### The task
Where a line of the entries holds the string "AppState", copy that line.

### Excerpted data
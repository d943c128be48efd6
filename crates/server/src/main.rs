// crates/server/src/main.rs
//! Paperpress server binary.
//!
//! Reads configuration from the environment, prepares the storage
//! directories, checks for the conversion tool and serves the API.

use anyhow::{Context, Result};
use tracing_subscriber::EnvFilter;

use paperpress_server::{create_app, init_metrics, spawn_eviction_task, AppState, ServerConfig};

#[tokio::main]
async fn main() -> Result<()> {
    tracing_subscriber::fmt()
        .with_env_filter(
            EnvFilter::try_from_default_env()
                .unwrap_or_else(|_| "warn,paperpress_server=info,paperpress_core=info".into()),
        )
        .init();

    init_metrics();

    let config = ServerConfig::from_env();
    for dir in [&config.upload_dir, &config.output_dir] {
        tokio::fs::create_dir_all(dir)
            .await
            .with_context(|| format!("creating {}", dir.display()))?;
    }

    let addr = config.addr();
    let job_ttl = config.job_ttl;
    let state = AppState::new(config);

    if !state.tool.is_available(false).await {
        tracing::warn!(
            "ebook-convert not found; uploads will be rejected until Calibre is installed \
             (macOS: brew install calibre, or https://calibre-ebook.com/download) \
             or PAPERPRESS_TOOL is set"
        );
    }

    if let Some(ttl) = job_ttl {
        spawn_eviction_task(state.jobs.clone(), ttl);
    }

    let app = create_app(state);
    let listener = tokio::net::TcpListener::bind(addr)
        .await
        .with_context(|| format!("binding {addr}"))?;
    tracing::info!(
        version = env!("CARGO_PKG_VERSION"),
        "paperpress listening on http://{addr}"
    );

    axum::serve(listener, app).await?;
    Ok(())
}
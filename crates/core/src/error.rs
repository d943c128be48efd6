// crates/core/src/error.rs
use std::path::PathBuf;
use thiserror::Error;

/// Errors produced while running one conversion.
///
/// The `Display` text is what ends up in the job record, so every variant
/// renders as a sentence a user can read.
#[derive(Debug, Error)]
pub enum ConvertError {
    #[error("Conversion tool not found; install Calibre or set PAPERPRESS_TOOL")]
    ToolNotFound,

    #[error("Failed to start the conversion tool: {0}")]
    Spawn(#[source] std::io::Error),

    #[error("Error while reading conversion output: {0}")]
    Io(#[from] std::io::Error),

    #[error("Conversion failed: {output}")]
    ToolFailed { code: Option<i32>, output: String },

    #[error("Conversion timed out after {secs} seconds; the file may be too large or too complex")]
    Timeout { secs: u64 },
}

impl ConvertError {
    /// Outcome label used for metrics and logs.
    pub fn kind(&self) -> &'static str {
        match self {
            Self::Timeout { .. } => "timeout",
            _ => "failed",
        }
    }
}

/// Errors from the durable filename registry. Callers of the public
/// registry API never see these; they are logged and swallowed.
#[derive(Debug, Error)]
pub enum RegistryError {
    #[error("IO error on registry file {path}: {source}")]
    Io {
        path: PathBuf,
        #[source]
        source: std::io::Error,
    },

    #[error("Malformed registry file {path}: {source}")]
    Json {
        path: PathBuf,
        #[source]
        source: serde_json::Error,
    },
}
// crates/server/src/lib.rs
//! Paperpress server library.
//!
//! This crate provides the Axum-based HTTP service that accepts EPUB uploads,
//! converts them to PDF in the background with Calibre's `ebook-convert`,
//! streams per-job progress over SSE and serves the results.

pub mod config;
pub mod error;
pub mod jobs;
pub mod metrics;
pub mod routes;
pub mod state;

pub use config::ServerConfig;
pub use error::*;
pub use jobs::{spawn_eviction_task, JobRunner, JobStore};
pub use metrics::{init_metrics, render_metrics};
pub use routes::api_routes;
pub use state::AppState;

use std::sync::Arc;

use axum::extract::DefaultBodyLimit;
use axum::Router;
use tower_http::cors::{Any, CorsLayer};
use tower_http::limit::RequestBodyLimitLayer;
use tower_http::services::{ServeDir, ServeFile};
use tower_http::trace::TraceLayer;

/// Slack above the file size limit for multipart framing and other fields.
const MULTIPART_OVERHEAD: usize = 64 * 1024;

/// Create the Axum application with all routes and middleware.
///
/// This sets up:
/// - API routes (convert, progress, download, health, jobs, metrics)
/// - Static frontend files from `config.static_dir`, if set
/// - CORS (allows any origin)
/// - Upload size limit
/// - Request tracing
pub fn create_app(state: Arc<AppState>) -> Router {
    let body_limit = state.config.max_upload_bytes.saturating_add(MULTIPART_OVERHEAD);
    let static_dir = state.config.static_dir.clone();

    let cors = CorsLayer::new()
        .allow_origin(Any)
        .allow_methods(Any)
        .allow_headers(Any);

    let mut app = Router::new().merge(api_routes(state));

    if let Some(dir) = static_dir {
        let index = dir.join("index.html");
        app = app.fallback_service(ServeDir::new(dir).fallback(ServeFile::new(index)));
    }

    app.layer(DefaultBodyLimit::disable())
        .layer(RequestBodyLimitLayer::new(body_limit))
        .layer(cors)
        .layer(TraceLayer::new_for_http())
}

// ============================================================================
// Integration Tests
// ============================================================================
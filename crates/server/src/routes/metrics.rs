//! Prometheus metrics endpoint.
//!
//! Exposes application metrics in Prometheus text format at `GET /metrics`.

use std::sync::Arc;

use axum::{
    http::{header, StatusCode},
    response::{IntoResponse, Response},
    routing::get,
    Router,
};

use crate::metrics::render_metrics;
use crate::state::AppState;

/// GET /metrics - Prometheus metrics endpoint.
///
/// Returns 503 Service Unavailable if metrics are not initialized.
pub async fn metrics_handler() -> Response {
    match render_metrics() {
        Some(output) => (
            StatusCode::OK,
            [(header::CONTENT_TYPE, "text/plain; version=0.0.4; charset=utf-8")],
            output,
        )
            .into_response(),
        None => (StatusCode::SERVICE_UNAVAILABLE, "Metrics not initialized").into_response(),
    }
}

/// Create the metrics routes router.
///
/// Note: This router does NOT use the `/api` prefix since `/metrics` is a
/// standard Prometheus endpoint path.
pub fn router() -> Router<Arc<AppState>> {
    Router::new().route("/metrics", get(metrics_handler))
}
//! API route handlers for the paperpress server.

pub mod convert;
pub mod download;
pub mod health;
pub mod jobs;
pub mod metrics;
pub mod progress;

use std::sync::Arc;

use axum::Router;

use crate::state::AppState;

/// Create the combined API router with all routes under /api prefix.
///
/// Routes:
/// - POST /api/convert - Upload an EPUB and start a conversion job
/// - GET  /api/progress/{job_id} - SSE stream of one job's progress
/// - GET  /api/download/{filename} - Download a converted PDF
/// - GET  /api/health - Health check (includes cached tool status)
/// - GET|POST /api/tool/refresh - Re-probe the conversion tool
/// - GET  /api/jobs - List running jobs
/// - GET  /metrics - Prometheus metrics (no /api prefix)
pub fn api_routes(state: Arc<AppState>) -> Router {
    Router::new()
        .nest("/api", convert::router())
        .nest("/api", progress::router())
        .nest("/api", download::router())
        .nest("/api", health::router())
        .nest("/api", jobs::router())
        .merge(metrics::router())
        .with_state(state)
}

### Written solution
use paperpress_server::{create_app, init_metrics, spawn_eviction_task, AppState, ServerConfig};
    let state = AppState::new(config);
pub use state::AppState;
pub fn create_app(state: Arc<AppState>) -> Router {
use crate::state::AppState;
pub fn router() -> Router<Arc<AppState>> {
use crate::state::AppState;
pub fn api_routes(state: Arc<AppState>) -> Router {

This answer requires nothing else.